Activity: Reproduce nothing but the lines from the one containing "during file output" to the end of the records below, each exactly as written.

Supplied material:
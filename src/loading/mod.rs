//! Page-load metrics from a trace model.
//!
//! This module turns a renderer's events into load expectations:
//! - Partitioning navigation, DCL and meaningful-paint markers by frame
//! - Building one window per qualifying navigation
//! - Collecting long-task and network evidence per window
//! - Evaluating First CPU Idle and Time To Interactive
//! - Assembling the per-navigation record

pub mod driver;
pub mod evidence;
pub mod expectation;
pub mod interactivity;
pub mod navigation;
pub mod partition;

// Re-export main types and functions
pub use driver::LoadExpectationEngine;
pub use evidence::{collect_long_tasks, collect_network_events, RendererEvidence};
pub use expectation::{
    assemble_load_expectation, resolve_dcl, resolve_fmp, DclSelection, LoadExpectation,
    LoadExpectationKind,
};
pub use interactivity::{InteractivityEvaluator, QuietWindowConfig, QuietWindowEvaluator};
pub use navigation::{build_navigation_windows, resolve_navigation, NavigationMetadata, NavigationWindow};
pub use partition::{partition_frame_events, FrameEvents};
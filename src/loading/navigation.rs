//! Build one analysis window per qualifying main-frame navigation.
//!
//! A window runs from its navigation start to the start of the next
//! qualifying navigation in the same frame, or to the trace end. Consecutive
//! windows of a frame therefore tile its timeline without gaps.

use crate::model::{FrameId, Process, TraceEvent};
use crate::utils::config::IGNORED_URLS;
use log::debug;
use serde_json::Value;

/// The time range attributed to one navigation
#[derive(Debug, Clone, PartialEq)]
pub struct NavigationWindow<'a> {
    pub frame_id: FrameId,
    pub navigation_start: &'a TraceEvent,
    pub url: String,
    pub window_end: f64,
}

impl NavigationWindow<'_> {
    pub fn start(&self) -> f64 {
        self.navigation_start.start
    }
}

/// URL and main-frame flag of a navigation
#[derive(Debug, Clone, PartialEq, Eq)]
pub struct NavigationMetadata {
    pub url: Option<String>,
    pub is_loading_main_frame: bool,
}

impl NavigationMetadata {
    /// URL of a navigation that should be analyzed, if it qualifies
    pub fn qualifying_url(self) -> Option<String> {
        if !self.is_loading_main_frame {
            return None;
        }
        self.url.filter(|url| !IGNORED_URLS.contains(&url.as_str()))
    }
}

/// Read navigation metadata from the event itself, falling back to the
/// frame-loader snapshot alive at the navigation's timestamp.
pub fn resolve_navigation(
    renderer: &Process,
    frame: &FrameId,
    navigation_start: &TraceEvent,
) -> Option<NavigationMetadata> {
    if let Some(data) = navigation_start.data() {
        return Some(NavigationMetadata {
            url: data
                .get("documentLoaderURL")
                .and_then(Value::as_str)
                .map(str::to_string),
            is_loading_main_frame: data
                .get("isLoadingMainFrame")
                .and_then(Value::as_bool)
                .unwrap_or(false),
        });
    }

    let snapshot = renderer.frame_loader_snapshot_at(frame, navigation_start.start)?;
    Some(NavigationMetadata {
        url: snapshot.document_loader_url.clone(),
        is_loading_main_frame: snapshot.is_loading_main_frame.unwrap_or(false),
    })
}

/// Build the windows for one frame from its start-ordered navigation starts.
///
/// Non-qualifying navigations neither open nor close a window.
pub fn build_navigation_windows<'a>(
    renderer: &'a Process,
    frame: &FrameId,
    navigation_starts: &[&'a TraceEvent],
    trace_end: f64,
) -> Vec<NavigationWindow<'a>> {
    let mut windows = Vec::new();

    let qualifying = navigation_starts.iter().filter_map(|&navigation_start| {
        let url = resolve_navigation(renderer, frame, navigation_start)
            .and_then(NavigationMetadata::qualifying_url);
        if url.is_none() {
            debug!(
                "Skipping navigation at {:.3}ms in frame {}: not a main-frame load of a real URL",
                navigation_start.start, frame
            );
        }
        url.map(|url| (navigation_start, url))
    });

    let pending = qualifying.fold(None, |pending, next: (&'a TraceEvent, String)| {
        if let Some((navigation_start, url)) = pending {
            windows.push(close_window(frame, navigation_start, url, next.0.start));
        }
        Some(next)
    });

    if let Some((navigation_start, url)) = pending {
        windows.push(close_window(frame, navigation_start, url, trace_end));
    }

    debug!("Built {} navigation windows for frame {}", windows.len(), frame);
    windows
}

fn close_window<'a>(
    frame: &FrameId,
    navigation_start: &'a TraceEvent,
    url: String,
    window_end: f64,
) -> NavigationWindow<'a> {
    NavigationWindow {
        frame_id: frame.clone(),
        navigation_start,
        url,
        window_end: window_end.max(navigation_start.start),
    }
}
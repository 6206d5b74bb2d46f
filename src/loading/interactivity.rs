//! First CPU Idle and Time To Interactive evaluation.
//!
//! The engine only hands correctly windowed evidence across the
//! [`InteractivityEvaluator`] boundary and treats both answers as opaque
//! optional timestamps. [`QuietWindowEvaluator`] is the bundled
//! implementation used by the CLI.

use crate::model::TraceEvent;
use serde::{Deserialize, Serialize};
use std::f64::consts::LN_2;

/// Pure functions from windowed evidence to interactivity instants
pub trait InteractivityEvaluator {
    /// Earliest instant at/after FMP when the main thread is judged quiescent
    fn first_cpu_idle(
        &self,
        fmp: f64,
        window_end: f64,
        dom_content_loaded_end: f64,
        long_tasks: &[&TraceEvent],
    ) -> Option<f64>;

    /// Earliest instant when CPU and network stay quiet for the look-ahead window
    fn interactive_time(
        &self,
        fmp: f64,
        window_end: f64,
        dom_content_loaded_end: f64,
        long_tasks: &[&TraceEvent],
        network_events: &[&TraceEvent],
    ) -> Option<f64>;
}

/// Parameters of the quiet-window heuristics
#[derive(Debug, Clone, PartialEq, Deserialize, Serialize)]
#[serde(default)]
pub struct QuietWindowConfig {
    /// Look-ahead that must stay quiet for Time To Interactive (ms)
    pub quiet_window_ms: f64,

    /// Requests that may be in flight while the network still counts as quiet
    pub allowed_concurrent_requests: usize,

    /// Long tasks closer than this belong to the same cluster (ms)
    pub cluster_separation_ms: f64,

    /// Clusters spanning at least this long block First CPU Idle (ms)
    pub heavy_cluster_ms: f64,
}

impl Default for QuietWindowConfig {
    fn default() -> Self {
        Self {
            quiet_window_ms: 5000.0,
            allowed_concurrent_requests: 2,
            cluster_separation_ms: 1000.0,
            heavy_cluster_ms: 250.0,
        }
    }
}

/// Half-life of the First CPU Idle quiet-window requirement (s)
const FCI_WINDOW_HALF_LIFE_S: f64 = 15.0;

/// Default evaluator built on quiet windows
#[derive(Debug, Clone, Default)]
pub struct QuietWindowEvaluator {
    config: QuietWindowConfig,
}

#[derive(Debug, Clone, Copy, PartialEq)]
struct TaskCluster {
    start: f64,
    end: f64,
}

impl QuietWindowEvaluator {
    pub fn new(config: QuietWindowConfig) -> Self {
        Self { config }
    }

    /// Quiet time required after a First CPU Idle candidate.
    ///
    /// Decays from 5s right at FMP towards 1s with a 15s half-life.
    pub fn required_idle_window_ms(&self, since_fmp_ms: f64) -> f64 {
        let since_fmp_s = since_fmp_ms.max(0.0) / 1000.0;
        let window_s = 4.0 * (-(LN_2 / FCI_WINDOW_HALF_LIFE_S) * since_fmp_s).exp() + 1.0;
        window_s * 1000.0
    }

    fn heavy_clusters(&self, long_tasks: &[&TraceEvent]) -> Vec<TaskCluster> {
        let mut tasks: Vec<&TraceEvent> = long_tasks.to_vec();
        tasks.sort_by(|a, b| a.start.total_cmp(&b.start));

        let mut clusters: Vec<TaskCluster> = Vec::new();
        for task in tasks {
            match clusters.last_mut() {
                Some(cluster) if task.start - cluster.end < self.config.cluster_separation_ms => {
                    cluster.end = cluster.end.max(task.end());
                }
                _ => clusters.push(TaskCluster {
                    start: task.start,
                    end: task.end(),
                }),
            }
        }

        clusters.retain(|cluster| cluster.end - cluster.start >= self.config.heavy_cluster_ms);
        clusters
    }

    /// Most requests in flight at any instant of `[lo, hi]`
    fn peak_in_flight(network_events: &[&TraceEvent], lo: f64, hi: f64) -> usize {
        let mut edges: Vec<(f64, i32)> = network_events
            .iter()
            .filter(|request| request.start < hi && request.end() > lo)
            .flat_map(|request| [(request.start.max(lo), 1), (request.end(), -1)])
            .collect();
        // Ends sort before starts at the same instant
        edges.sort_by(|a, b| a.0.total_cmp(&b.0).then(a.1.cmp(&b.1)));

        let mut in_flight = 0i32;
        let mut peak = 0i32;
        for (_, delta) in edges {
            in_flight += delta;
            peak = peak.max(in_flight);
        }
        peak.max(0) as usize
    }
}

impl InteractivityEvaluator for QuietWindowEvaluator {
    fn first_cpu_idle(
        &self,
        fmp: f64,
        window_end: f64,
        dom_content_loaded_end: f64,
        long_tasks: &[&TraceEvent],
    ) -> Option<f64> {
        let mut candidate = fmp;

        for cluster in self.heavy_clusters(long_tasks) {
            if cluster.end <= candidate {
                continue;
            }
            if cluster.start > candidate
                && cluster.start - candidate >= self.required_idle_window_ms(candidate - fmp)
            {
                return Some(candidate.max(dom_content_loaded_end));
            }
            candidate = cluster.end;
        }

        (window_end - candidate >= self.required_idle_window_ms(candidate - fmp))
            .then(|| candidate.max(dom_content_loaded_end))
    }

    fn interactive_time(
        &self,
        fmp: f64,
        window_end: f64,
        dom_content_loaded_end: f64,
        long_tasks: &[&TraceEvent],
        network_events: &[&TraceEvent],
    ) -> Option<f64> {
        let mut candidates: Vec<f64> = std::iter::once(fmp)
            .chain(long_tasks.iter().map(|task| task.end()).filter(|&end| end > fmp))
            .collect();
        candidates.sort_by(f64::total_cmp);

        for candidate in candidates {
            let quiet_until = candidate + self.config.quiet_window_ms;
            if quiet_until > window_end {
                return None;
            }

            let cpu_busy = long_tasks
                .iter()
                .any(|task| task.start < quiet_until && task.end() > candidate);
            if cpu_busy {
                continue;
            }

            if Self::peak_in_flight(network_events, candidate, quiet_until)
                > self.config.allowed_concurrent_requests
            {
                continue;
            }

            return Some(candidate.max(dom_content_loaded_end));
        }
        None
    }
}

#[cfg(test)]
mod tests {
    use super::*;
    use crate::model::EventPhase;

    fn task(start: f64, duration: f64) -> TraceEvent {
        TraceEvent::new(1, 1, "toplevel", "RunTask", EventPhase::Slice, start, duration)
    }

    fn request(start: f64, duration: f64) -> TraceEvent {
        TraceEvent::new(1, 2, "netlog", "URL_REQUEST", EventPhase::Async, start, duration)
    }

    #[test]
    fn test_required_window_decays() {
        let evaluator = QuietWindowEvaluator::default();
        assert!((evaluator.required_idle_window_ms(0.0) - 5000.0).abs() < 1e-9);
        assert!((evaluator.required_idle_window_ms(15_000.0) - 3000.0).abs() < 1e-9);
        assert!(evaluator.required_idle_window_ms(600_000.0) < 1001.0);
    }

    #[test]
    fn test_fci_without_tasks_needs_room() {
        let evaluator = QuietWindowEvaluator::default();
        assert_eq!(evaluator.first_cpu_idle(1000.0, 7000.0, 1200.0, &[]), Some(1200.0));
        assert_eq!(evaluator.first_cpu_idle(750.0, 5000.0, 800.0, &[]), None);
    }

    #[test]
    fn test_fci_light_cluster_does_not_block() {
        let evaluator = QuietWindowEvaluator::default();
        let light = task(2000.0, 100.0);
        assert_eq!(
            evaluator.first_cpu_idle(1000.0, 10_000.0, 0.0, &[&light]),
            Some(1000.0)
        );
    }

    #[test]
    fn test_fci_moves_past_heavy_cluster() {
        let evaluator = QuietWindowEvaluator::default();
        // Two tasks 500ms apart form one 700ms heavy cluster [1500, 2200]
        let a = task(1500.0, 100.0);
        let b = task(2100.0, 100.0);
        assert_eq!(
            evaluator.first_cpu_idle(1000.0, 20_000.0, 0.0, &[&b, &a]),
            Some(2200.0)
        );
    }

    #[test]
    fn test_tti_waits_for_network_quiet() {
        let evaluator = QuietWindowEvaluator::default();
        let busy = [request(0.0, 4000.0), request(0.0, 4000.0), request(500.0, 3000.0)];
        let busy_refs: Vec<&TraceEvent> = busy.iter().collect();
        let long_task = task(3800.0, 200.0);

        // Three requests in flight until 3500; the long task ends at 4000
        assert_eq!(
            evaluator.interactive_time(1000.0, 20_000.0, 900.0, &[&long_task], &busy_refs),
            Some(4000.0)
        );
    }

    #[test]
    fn test_tti_undefined_without_room() {
        let evaluator = QuietWindowEvaluator::default();
        assert_eq!(evaluator.interactive_time(750.0, 5000.0, 800.0, &[], &[]), None);
        assert_eq!(evaluator.interactive_time(0.0, 5000.0, 800.0, &[], &[]), Some(800.0));
    }

    #[test]
    fn test_peak_in_flight_back_to_back() {
        let a = request(0.0, 100.0);
        let b = request(100.0, 100.0);
        assert_eq!(QuietWindowEvaluator::peak_in_flight(&[&a, &b], 0.0, 500.0), 1);
    }
}
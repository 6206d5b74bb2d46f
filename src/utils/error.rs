//! Error types for the entire application.
//!
//! We use `thiserror` for library-style errors with custom types,
//! and `anyhow` for application-level error propagation in main.rs and commands.
//!
//! The load-expectation engine itself has no error type: missing trace data
//! is modeled with `Option`, so only ingestion, configuration and output
//! can fail.

use thiserror::Error;

/// Errors that can occur during trace parsing
#[derive(Error, Debug)]
pub enum ParseError {
    #[error("JSON deserialization failed: {0}")]
    JsonError(#[from] serde_json::Error),

    #[error("Invalid trace format: {0}")]
    InvalidFormat(String),

    #[error("Failed to read trace: {0}")]
    ReadFailed(#[from] std::io::Error),
}

/// Errors that can occur while loading analysis configuration
#[derive(Error, Debug)]
pub enum ConfigError {
    #[error("Failed to read config file: {0}")]
    Io(#[from] std::io::Error),

    #[error("Config TOML parse error: {0}")]
    Toml(#[from] toml::de::Error),

    #[error("Invalid configuration: {0}")]
    Invalid(String),
}

/// Errors that can occur during file output
#[derive(Error, Debug)]
pub enum OutputError {
    #[error("Failed to write file: {0}")]
    WriteFailed(#[from] std::io::Error),

    #[error("Failed to serialize JSON: {0}")]
    SerializationFailed(#[from] serde_json::Error),

    #[error("Invalid output path: {0}")]
    InvalidPath(String),
}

Answer section:
/// Errors that can occur during file output
#[derive(Error, Debug)]
pub enum OutputError {
    #[error("Failed to write file: {0}")]
    WriteFailed(#[from] std::io::Error),

    #[error("Failed to serialize JSON: {0}")]
    SerializationFailed(#[from] serde_json::Error),

    #[error("Invalid output path: {0}")]
    InvalidPath(String),
}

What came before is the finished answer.